Vera Allerheiligen (Nehren / DE), Kate Dempsey (Nehren / DE), Mark McCowan (Nehren / DE), Julie Green (Nehren / DE)
Background: LiquidArray® Gastrointestinal VER 1.0 Kit is a rapid, sensitive, highly multiplexed PCR workflow to detect the most relevant bacterial, viral, parasitic and pathogen associated toxins which cause gastroenteritis and based on next generation LiquidArray® technology. The assay has been fully developed, having completed all design and development phases, including a comprehensive analytical and clinical study at a Public Health Wales clinical laboratory in the UK with extraction performed on GenoXtract® fleXT. An analytical equivalence study was performed using the GenoXtract® for extraction with the NA Extraction kit.
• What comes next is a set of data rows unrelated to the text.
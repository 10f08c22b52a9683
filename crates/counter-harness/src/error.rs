use edge_counter::ConfigError;
use spi_register_transport::FramingError;
use thiserror::Error;

#[derive(Debug, Clone, Copy, PartialEq, Eq, Error)]
pub enum HarnessError {
    #[error(transparent)]
    Framing(#[from] FramingError),
    #[error(transparent)]
    Config(#[from] ConfigError),
    #[error("inter-bit delay must be at least one tick")]
    InterBitDelay,
    #[error("clock frequency {0} Hz is outside 1 Hz..=1 GHz")]
    ClockFrequency(u64),
}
Materials/methods: Human stool samples were extracted from a Stool Stabilization Buffer using the GenoXtract®, an automated sample processor for the extraction of 12 samples per run. The PCR analysis was carried out using a FluoroCycler® XT, a thermal cycler platform specific to LiquidArray technology. The PCR is carried out over two reaction wells to achieve the high-level coverage of all pathogens. 200 samples were assessed in the study, using prospectively collected samples as well as some archived patient specimens, and enrolled under predefined inclusion and exclusion criteria. The test was compared to other CE-IVD multiplex PCR tests to enable coverage of all pathogens detected via LiquidArray Gastrointestinal.
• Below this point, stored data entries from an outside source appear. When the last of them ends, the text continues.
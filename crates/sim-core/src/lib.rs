//! Core traits and types for cycle-accurate peripheral simulation.
//!
//! One synchronous clock domain drives everything. The peripheral advances
//! once per tick; a bit-serial driver straddles many ticks per register
//! operation but only ever hands over complete, committed operations.

mod clock;
mod observable;
mod port;
mod tickable;
mod ticks;

pub use clock::MasterClock;
pub use observable::{Observable, Value};
pub use port::{Access, RegisterFile, RegisterOp, RegisterPort};
pub use tickable::Tickable;
pub use ticks::Ticks;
Results: Excellent sensitivity was achieved across both PCR1 and PCR2 targets with all detected targets showing performance >95% when tested at LOD. The overall detection rates between the GenoXtract® and the GenoXtract® fleXT resulted as 97.5 % correct for the 200 clinical samples tested.
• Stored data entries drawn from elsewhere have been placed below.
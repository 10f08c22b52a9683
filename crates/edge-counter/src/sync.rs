//! Two-flop input synchronizer.

use crate::Edge;

/// Two-stage sampler for the composite input, plus the previous settled
/// value used for edge detection.
///
/// A composite change sampled in tick `t` is settled in tick `t + 2`.
#[derive(Debug, Clone, Copy, PartialEq, Eq, Default)]
pub struct Synchronizer {
    /// `stages[0]` was sampled last tick, `stages[1]` the tick before.
    stages: [bool; 2],
    prev_settled: bool,
}

impl Synchronizer {
    #[must_use]
    pub const fn new() -> Self {
        Self {
            stages: [false; 2],
            prev_settled: false,
        }
    }

    /// Clock one sample in. Returns the transition between the previous
    /// and the current settled value.
    pub fn clock(&mut self, sample: bool) -> Edge {
        let settled = self.stages[1];
        self.stages = [sample, self.stages[0]];
        let edge = Edge::between(self.prev_settled, settled);
        self.prev_settled = settled;
        edge
    }

    /// Load every stage with `level`, discarding transitions in flight.
    pub fn flush(&mut self, level: bool) {
        self.stages = [level; 2];
        self.prev_settled = level;
    }

    #[must_use]
    pub const fn stages(&self) -> [bool; 2] {
        self.stages
    }

    /// Settled value as of the last tick.
    #[must_use]
    pub const fn settled(&self) -> bool {
        self.prev_settled
    }
}

#[cfg(test)]
mod tests {
    use super::*;

    #[test]
    fn rising_edge_on_third_tick() {
        let mut sync = Synchronizer::new();
        assert_eq!(sync.clock(true), Edge::None);
        assert_eq!(sync.clock(true), Edge::None);
        assert_eq!(sync.clock(true), Edge::Rising);
        assert_eq!(sync.clock(true), Edge::None);
    }

    #[test]
    fn single_tick_pulse_still_propagates() {
        let mut sync = Synchronizer::new();
        let edges: Vec<Edge> = [true, false, false, false, false]
            .into_iter()
            .map(|s| sync.clock(s))
            .collect();
        assert_eq!(
            edges,
            [Edge::None, Edge::None, Edge::Rising, Edge::Falling, Edge::None]
        );
    }

    #[test]
    fn flush_discards_pending_transition() {
        let mut sync = Synchronizer::new();
        sync.clock(true);
        sync.flush(false);
        for _ in 0..4 {
            assert_eq!(sync.clock(false), Edge::None);
        }
    }

    #[test]
    fn flush_high_suppresses_edge_from_held_input() {
        let mut sync = Synchronizer::new();
        sync.flush(true);
        assert!(sync.settled());
        for _ in 0..4 {
            assert_eq!(sync.clock(true), Edge::None);
        }
        assert_eq!(sync.stages(), [true, true]);
    }
}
Summary: The clinical sensitivity and specificity values reported throughout the study provide evidence of clinical performance when compared to similar technologies. The assay exhibits increased pathogen coverage when compared to some current clinical diagnostics, with the ability to detect and differentiate bacterial, viral and parasitic targets. Excellent useability was demonstrated, with very low rates of invalid and indeterminate results reported. The two-well PCR workflow offers increased throughput in diagnostic capability.